The transitional ball is great, and the racquets. But all the rules around mini tennis are an LTA construct. Fewer kids are playing in tournaments or club teams. Junior tennis in Britain has never been in a worse state.
Bruce you are a legend! only you can make a seriously strong point in such a comic way. Never laughed so much about anything to do with tennis
SamTsvamuno 4 months ago
@SamTsvamuno Thanks - greatly appreciated.
Tarrantennis 4 months ago
Q. How long has the mini tennis been running?
elliotshere 8 months ago
@elliotshere The sponge ball was used indoors for short tennis at least 23 years ago. The outdoor low compression balls were more recent. I think the orange was first, maybe 8 or so years ago? But the complex nature of the system is quite recent. Until 2 or 3 years back Under 10s could still play at U12, and juniors had more flexibility to move between age-groups. The current rigid fixed structure, particularly the mini tennis competition structure in its current form is very new.
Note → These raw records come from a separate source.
//! Move notation.
//!
//! A move is an optional cell reference followed by one orientation symbol:
//!
//! ```text
//! move   := [ cell ] piece
//! cell   := ( "@" | [a-z]+ ) [0-9]+
//! piece  := "+" | "/" | "\"
//! ```
//!
//! Column `@` is index 0; `a`..`z` are 1..26, then `aa`, `ab`, ... continue
//! in bijective base 26.

use crate::error::{TraxError, TraxErrorKind};
use crate::types::Piece;
use serde::{Deserialize, Serialize};
use tracing::instrument;

/// Column/row reference as written in move notation.
#[derive(Debug, Clone, Copy, PartialEq, Eq, Hash, Serialize, Deserialize, derive_new::new)]
pub struct NotationCell {
    /// Column index (`@` = 0).
    pub column: u32,
    /// Row number, growing upward.
    pub row: u32,
}

impl NotationCell {
    /// Cell reference of the very first move.
    pub const ORIGIN: NotationCell = NotationCell { column: 0, row: 0 };
}

impl std::fmt::Display for NotationCell {
    fn fmt(&self, f: &mut std::fmt::Formatter<'_>) -> std::fmt::Result {
        write!(f, "{}{}", column_label(self.column), self.row)
    }
}

/// A move in notation form, not yet tied to a board.
#[derive(Debug, Clone, Copy, PartialEq, Eq, Hash, Serialize, Deserialize)]
pub struct ParsedMove {
    /// Cell reference, absent for a bare first move.
    pub cell: Option<NotationCell>,
    /// Chosen orientation.
    pub piece: Piece,
}

impl std::fmt::Display for ParsedMove {
    fn fmt(&self, f: &mut std::fmt::Formatter<'_>) -> std::fmt::Result {
        if let Some(cell) = self.cell {
            write!(f, "{cell}")?;
        }
        write!(f, "{}", self.piece)
    }
}

/// Formats a column index as letters.
pub fn column_label(mut column: u32) -> String {
    if column == 0 {
        return "@".to_string();
    }
    let mut letters = Vec::new();
    while column > 0 {
        column -= 1;
        letters.push(char::from(b'a' + (column % 26) as u8));
        column /= 26;
    }
    letters.iter().rev().collect()
}

/// Parses column letters back into an index.
pub fn parse_column(label: &str) -> Option<u32> {
    if label == "@" {
        return Some(0);
    }
    if label.is_empty() {
        return None;
    }
    label.chars().try_fold(0u32, |acc, c| {
        if !c.is_ascii_lowercase() {
            return None;
        }
        let digit = u32::from(c) - u32::from('a') + 1;
        acc.checked_mul(26)?.checked_add(digit)
    })
}

/// Parses a move string.
///
/// # Errors
///
/// Returns `MalformedNotation` if the input does not match the grammar.
#[instrument]
pub fn parse_move(input: &str) -> Result<ParsedMove, TraxError> {
    let malformed = || TraxError::new(TraxErrorKind::MalformedNotation(input.to_string()));

    let mut chars = input.chars();
    let piece = chars
        .next_back()
        .and_then(Piece::from_symbol)
        .ok_or_else(malformed)?;
    let reference = chars.as_str();
    if reference.is_empty() {
        return Ok(ParsedMove { cell: None, piece });
    }

    let split = reference
        .find(|c: char| c.is_ascii_digit())
        .ok_or_else(malformed)?;
    let (letters, digits) = reference.split_at(split);
    if !digits.chars().all(|c| c.is_ascii_digit()) {
        return Err(malformed());
    }
    let column = parse_column(letters).ok_or_else(malformed)?;
    let row = digits.parse::<u32>().map_err(|_| malformed())?;

    Ok(ParsedMove {
        cell: Some(NotationCell::new(column, row)),
        piece,
    })
}

#[cfg(test)]
mod tests {
    use super::*;

    #[test]
    fn test_column_labels() {
        assert_eq!(column_label(0), "@");
        assert_eq!(column_label(1), "a");
        assert_eq!(column_label(26), "z");
        assert_eq!(column_label(27), "aa");
        assert_eq!(column_label(52), "az");
        assert_eq!(column_label(53), "ba");
        for n in 0..2000 {
            assert_eq!(parse_column(&column_label(n)), Some(n));
        }
    }

    #[test]
    fn test_parse_first_move() {
        let mv = parse_move("@0+").unwrap();
        assert_eq!(mv.cell, Some(NotationCell::ORIGIN));
        assert_eq!(mv.piece, Piece::Straight);

        let mv = parse_move("/").unwrap();
        assert_eq!(mv.cell, None);
        assert_eq!(mv.piece, Piece::Slash);
    }

    #[test]
    fn test_parse_multi_letter_column() {
        let mv = parse_move("ab12\\").unwrap();
        assert_eq!(mv.cell, Some(NotationCell::new(28, 12)));
        assert_eq!(mv.piece, Piece::Backslash);
        assert_eq!(mv.to_string(), "ab12\\");
    }

    #[test]
    fn test_malformed() {
        for input in ["", "a1", "a+", "1+", "A1+", "@a1+", "a1b+", "a-1+", "@@0+", "a1++", " a1+"] {
            let err = parse_move(input).unwrap_err();
            assert!(
                matches!(err.kind(), TraxErrorKind::MalformedNotation(_)),
                "{input:?}"
            );
        }
    }
}
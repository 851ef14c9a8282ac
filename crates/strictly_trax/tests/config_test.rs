//! Tests for loading rule configuration from disk.

use std::io::Write;
use strictly_trax::{GameConfig, GameSetup, Move, Piece};
use tempfile::NamedTempFile;

#[test]
fn test_load_bounded_config_from_file() {
    let mut file = NamedTempFile::new().unwrap();
    writeln!(file, "max_extent = 8").unwrap();
    writeln!(file, "loop_variant = true").unwrap();

    let config = GameConfig::from_file(file.path()).unwrap();
    assert_eq!(*config.max_extent(), Some(8));
    assert!(*config.loop_variant());
}

#[test]
fn test_missing_config_file_is_an_error() {
    let dir = tempfile::tempdir().unwrap();
    let err = GameConfig::from_file(dir.path().join("absent.toml")).unwrap_err();
    assert!(err.message.contains("Failed to read config file"));
}

#[test]
fn test_loaded_config_drives_the_game() {
    let mut file = NamedTempFile::new().unwrap();
    writeln!(file, "max_extent = 1").unwrap();
    let config = GameConfig::from_file(file.path()).unwrap();

    let result = GameSetup::new(config)
        .start()
        .play(Move::opening(Piece::Slash))
        .unwrap();
    assert!(result.into_finished().is_some());
}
Tarrantennis 8 months ago 2
@Tarrantennis For me, the low compression ball can be a superb teaching tool when used appropriately. It allows children to develop good and appropriate technique. But a rigid structure that gives the coach no flexibility and the pupil no progression, other than by age, is not conducive to good learning.
Tarrantennis 8 months ago 2
@elliotshere Sorry - still answering question! Thinking about it, maybe orange balls started being used a lot up to 10 years ago (and I found them a good teaching tool), and the worst excesses of all the single year age-groups U8, U9, U10 and U12, all separate and not allowed to play each other, finalised about 3 years ago.